Saved entries:
* * * * * * * * *
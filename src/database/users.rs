// PostgreSQL user queries

use anyhow::Context;
use async_trait::async_trait;
use tokio_postgres::error::SqlState;
use uuid::Uuid;

use crate::database::connection::DatabaseConnection;
use crate::database::models::{FromRow, NewUser, User};
use crate::database::store::{StoreError, StoreResult, UserStore};

#[async_trait]
impl UserStore for DatabaseConnection {
    async fn find_user_by_email(&self, email: &str) -> StoreResult<Option<User>> {
        let client = self.pool().get().await.context("Failed to get DB connection")?;
        let row = client
            .query_opt(
                "SELECT id, username, email, password_hash, created_at FROM users WHERE email = $1",
                &[&email],
            )
            .await
            .context("Failed to query user by email")?;

        let user = row
            .map(|r| User::from_row(&r))
            .transpose()
            .context("Failed to decode user row")?;
        Ok(user)
    }

    async fn create_user(&self, user: NewUser) -> StoreResult<User> {
        let client = self.pool().get().await.context("Failed to get DB connection")?;
        let id = Uuid::new_v4();
        let row = client
            .query_one(
                "INSERT INTO users (id, username, email, password_hash) VALUES ($1, $2, $3, $4) \
                 RETURNING id, username, email, password_hash, created_at",
                &[&id, &user.username, &user.email, &user.password_hash],
            )
            .await
            .map_err(|e| {
                if e.code() == Some(&SqlState::UNIQUE_VIOLATION) {
                    StoreError::Conflict
                } else {
                    StoreError::Other(anyhow::Error::new(e).context("Failed to insert user"))
                }
            })?;

        Ok(User::from_row(&row).context("Failed to decode user row")?)
    }
}
// Database Models
//
// Tokio-postgres compatible models for users and products.

use chrono::{DateTime, Utc};
use rust_decimal::Decimal;
use serde::{Deserialize, Deserializer, Serialize};
use tokio_postgres::Row;
use uuid::Uuid;

/// Trait for converting from tokio-postgres Row
pub trait FromRow {
    fn from_row(row: &Row) -> Result<Self, tokio_postgres::Error>
    where
        Self: Sized;
}

// ============================================================================
// USER MODELS
// ============================================================================

/// User account. `password_hash` is a PHC string, never the raw password.
#[derive(Debug, Clone)]
pub struct User {
    pub id: Uuid,
    pub username: String,
    pub email: String,
    pub password_hash: String,
    pub created_at: DateTime<Utc>,
}

impl FromRow for User {
    fn from_row(row: &Row) -> Result<Self, tokio_postgres::Error> {
        Ok(Self {
            id: row.try_get("id")?,
            username: row.try_get("username")?,
            email: row.try_get("email")?,
            password_hash: row.try_get("password_hash")?,
            created_at: row.try_get("created_at")?,
        })
    }
}

/// Values needed to insert a user
#[derive(Debug, Clone)]
pub struct NewUser {
    pub username: String,
    pub email: String,
    pub password_hash: String,
}

// ============================================================================
// PRODUCT MODELS
// ============================================================================

/// Catalog product
#[derive(Debug, Clone, PartialEq, Serialize, Deserialize)]
pub struct Product {
    pub id: i64,
    pub name: String,
    pub description: Option<String>,
    pub quantity: i32,
    pub price: Decimal,
    pub created_at: DateTime<Utc>,
    pub updated_at: DateTime<Utc>,
}

impl FromRow for Product {
    fn from_row(row: &Row) -> Result<Self, tokio_postgres::Error> {
        Ok(Self {
            id: row.try_get("id")?,
            name: row.try_get("name")?,
            description: row.try_get("description")?,
            quantity: row.try_get("quantity")?,
            price: row.try_get::<_, Decimal>("price")?,
            created_at: row.try_get("created_at")?,
            updated_at: row.try_get("updated_at")?,
        })
    }
}

/// Full set of writable product fields, used by create and replace
#[derive(Debug, Clone, PartialEq)]
pub struct NewProduct {
    pub name: String,
    pub description: Option<String>,
    pub quantity: i32,
    pub price: Decimal,
}

/// Partial product update.
///
/// Only the fields listed here can be changed; any other key in the request
/// body is rejected during deserialization. `description: Some(None)` clears
/// the description.
#[derive(Debug, Clone, Default, PartialEq, Deserialize)]
#[serde(deny_unknown_fields)]
pub struct ProductPatch {
    #[serde(default, alias = "productName")]
    pub name: Option<String>,
    #[serde(default, deserialize_with = "present_or_null")]
    pub description: Option<Option<String>>,
    #[serde(default)]
    pub quantity: Option<i32>,
    #[serde(default)]
    pub price: Option<Decimal>,
}

impl ProductPatch {
    pub fn is_empty(&self) -> bool {
        self.name.is_none()
            && self.description.is_none()
            && self.quantity.is_none()
            && self.price.is_none()
    }

    /// Apply the patch to an in-memory product
    pub fn apply(&self, product: &mut Product) {
        if let Some(name) = &self.name {
            product.name = name.clone();
        }
        if let Some(description) = &self.description {
            product.description = description.clone();
        }
        if let Some(quantity) = self.quantity {
            product.quantity = quantity;
        }
        if let Some(price) = self.price {
            product.price = price;
        }
    }
}

/// Distinguishes an explicit `null` (`Some(None)`) from an absent key (`None`).
fn present_or_null<'de, D, T>(deserializer: D) -> Result<Option<Option<T>>, D::Error>
where
    D: Deserializer<'de>,
    T: Deserialize<'de>,
{
    Option::<T>::deserialize(deserializer).map(Some)
}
* * * * * * * * *
Using the records above, gather all lines where the string "price" is present.

EXPECTED OUTPUT ::
    pub price: Decimal,
            price: row.try_get::<_, Decimal>("price")?,
    pub price: Decimal,
    pub price: Option<Decimal>,
            && self.price.is_none()
        if let Some(price) = self.price {
            product.price = price;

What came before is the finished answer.